The group, Friends of Al-Aqsa, held a fundraising dinner at which it collected £10,000 for Corbyn’s last leadership campaign, documents seen by the newspaper revealed.

The organization gave Corbyn’s team a cheque for £10,000 in August 2015, but the gift has never been made public.

Corbyn’s campaign said it did not declare the donation because its bank subsequently rejected the cheque as it was made out to the wrong person.

Any donation above £7,500 should be declared to the Electoral Commission, noted the Observer.

A spokesman for Corbyn was unable to explain on Saturday what then happened to the cash raised, saying “I’m told a second cheque may have been sent but this was not received by the campaign.”

Friends of Al-Aqsa was founded by Ismail Patel in 1997 with the goal of highlighting what is described as “the plight of Palestinians in Israel”, although it has been caught up in a series of controversies.

In 2009, during the counterterrorism Operation Cast Lead in Gaza, Patel reportedly told a rally, “Hamas is no terrorist organization.

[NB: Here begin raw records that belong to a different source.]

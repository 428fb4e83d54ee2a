mod health;
mod transcribe;

pub use health::health_handler;
pub use transcribe::{TranscribeRequest, TranscribeResponse, transcribe_handler};
use std::path::{Path, PathBuf};

use futures_util::StreamExt;
use indicatif::{ProgressBar, ProgressStyle};
use tracing::{info, warn};

use crate::config::Model;
use crate::error::{Error, Result};

const HUGGINGFACE_BASE: &str = "https://huggingface.co/ggerganov/whisper.cpp/resolve/main";

/// Anything smaller than this is an error page, not a ggml model.
const MIN_MODEL_BYTES: u64 = 1_000_000;

/// Ensure a model file is available locally, downloading it on first use.
/// Returns the path to the model file.
pub async fn ensure_model(model: &Model, cache_dir: &Path) -> Result<PathBuf> {
    if let Model::Custom(path) = model {
        return if path.exists() {
            Ok(path.clone())
        } else {
            Err(Error::ModelNotFound { path: path.clone() })
        };
    }

    let filename = model.filename();
    let model_path = cache_dir.join(&filename);

    if model_path.exists() {
        info!(path = %model_path.display(), "model already cached");
        return Ok(model_path);
    }

    std::fs::create_dir_all(cache_dir).map_err(|e| {
        Error::Model(format!(
            "failed to create cache dir {}: {e}",
            cache_dir.display()
        ))
    })?;

    let url = format!("{HUGGINGFACE_BASE}/{filename}");
    info!(%url, "downloading model");
    fetch_model(&url, &model_path).await?;

    Ok(model_path)
}

async fn fetch_model(url: &str, dest: &Path) -> Result<()> {
    let client = reqwest::Client::new();
    let response = client
        .get(url)
        .send()
        .await?
        .error_for_status()
        .map_err(|e| Error::ModelDownload(format!("HTTP error: {e}")))?;

    let total_size = response.content_length().unwrap_or(0);

    let pb = ProgressBar::new(total_size);
    pb.set_style(
        ProgressStyle::default_bar()
            .template("{msg}\n{spinner:.green} [{elapsed_precise}] [{wide_bar:.cyan/blue}] {bytes}/{total_bytes} ({bytes_per_sec}, {eta})")
            .expect("valid template")
            .progress_chars("#>-"),
    );
    pb.set_message(format!(
        "Downloading {}",
        dest.file_name()
            .map(|f| f.to_string_lossy().into_owned())
            .unwrap_or_default()
    ));

    // Write to a temp file first, then rename into place
    let tmp_path = dest.with_extension("bin.part");
    let mut file = std::fs::File::create(&tmp_path)?;
    let mut stream = response.bytes_stream();
    let mut downloaded: u64 = 0;

    use std::io::Write;
    while let Some(chunk) = stream.next().await {
        let chunk = chunk?;
        file.write_all(&chunk)?;
        downloaded += chunk.len() as u64;
        pb.set_position(downloaded);
    }

    file.flush()?;
    drop(file);

    let file_size = std::fs::metadata(&tmp_path)?.len();
    if file_size < MIN_MODEL_BYTES {
        std::fs::remove_file(&tmp_path).ok();
        return Err(Error::ModelDownload(format!(
            "downloaded file too small ({file_size} bytes), likely an error page"
        )));
    }

    std::fs::rename(&tmp_path, dest)?;
    pb.finish_with_message("Download complete");

    if total_size > 0 && file_size != total_size {
        warn!(
            expected = total_size,
            actual = file_size,
            "file size mismatch, model may be corrupt"
        );
    }

    info!(path = %dest.display(), size = file_size, "model saved");
    Ok(())
}

/// List all cached model files.
pub fn list_cached_models(cache_dir: &Path) -> Vec<PathBuf> {
    let Ok(entries) = std::fs::read_dir(cache_dir) else {
        return Vec::new();
    };

    entries
        .filter_map(|e| e.ok())
        .map(|e| e.path())
        .filter(|p| p.extension().is_some_and(|ext| ext == "bin"))
        .collect()
}

#[cfg(test)]
mod tests {
    use super::*;

    #[tokio::test]
    async fn test_ensure_model_custom_path_must_exist() {
        let missing = Model::Custom(PathBuf::from("/nonexistent/ggml-custom.bin"));
        let cache = tempfile::tempdir().unwrap();
        assert!(matches!(
            ensure_model(&missing, cache.path()).await,
            Err(Error::ModelNotFound { .. })
        ));
    }

    #[tokio::test]
    async fn test_ensure_model_cached_file_skips_download() {
        let cache = tempfile::tempdir().unwrap();
        let cached = cache.path().join("ggml-base.bin");
        std::fs::write(&cached, b"stub").unwrap();

        let path = ensure_model(&Model::Base, cache.path()).await.unwrap();
        assert_eq!(path, cached);
    }

    #[test]
    fn test_list_cached_models_filters_bin() {
        let cache = tempfile::tempdir().unwrap();
        std::fs::write(cache.path().join("ggml-base.bin"), b"x").unwrap();
        std::fs::write(cache.path().join("ggml-base.bin.part"), b"x").unwrap();
        std::fs::write(cache.path().join("readme.md"), b"x").unwrap();

        let cached = list_cached_models(cache.path());
        assert_eq!(cached.len(), 1);
        assert_eq!(cached[0], cache.path().join("ggml-base.bin"));
    }

    #[test]
    fn test_list_cached_models_missing_dir() {
        assert!(list_cached_models(Path::new("/nonexistent/cache")).is_empty());
    }
}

The reason they hate Hamas is because they refuse to be subjugated, occupied by the Israeli state, and we salute Hamas for standing up to Israel.”

Patel was also a spokesman for the British Muslim Initiative, an organization that the Daily Telegraph has claimed has links to Hamas.

A spokesman for Friends of Al-Aqsa declined to comment on the donation to Corbyn's campaign, according to the Observer.

John Woodcock, Labour MP for Barrow and Furness, responded to the revelations and said. “These revelations raise incredibly serious questions about the probity of the campaign’s finances and the relationship between Mr. Corbyn and this organization. We need Mr. Corbyn to give full and frank explanations.”

Corbyn has already been criticized for calling Hamas and Hezbollah his "friends" and for outright refusing to condemn those two terrorist organizations despite being urged to do so by local Jewish groups.

Letters that were exposed in June also reveal that Corbyn in the past described Israel’s politicians as “criminals,” called for them to be banned from Britain and for trade sanctions to be imposed on the Jewish state.

Corbyn was accused by Jewish community representatives as well as senior Labour members and backers of generating an atmosphere that encouraged expressions of anti-Semitism due to his comments.

Corbyn has disputed this, although last month he also said he regrets calling Hezbollah and Hamas his "friends."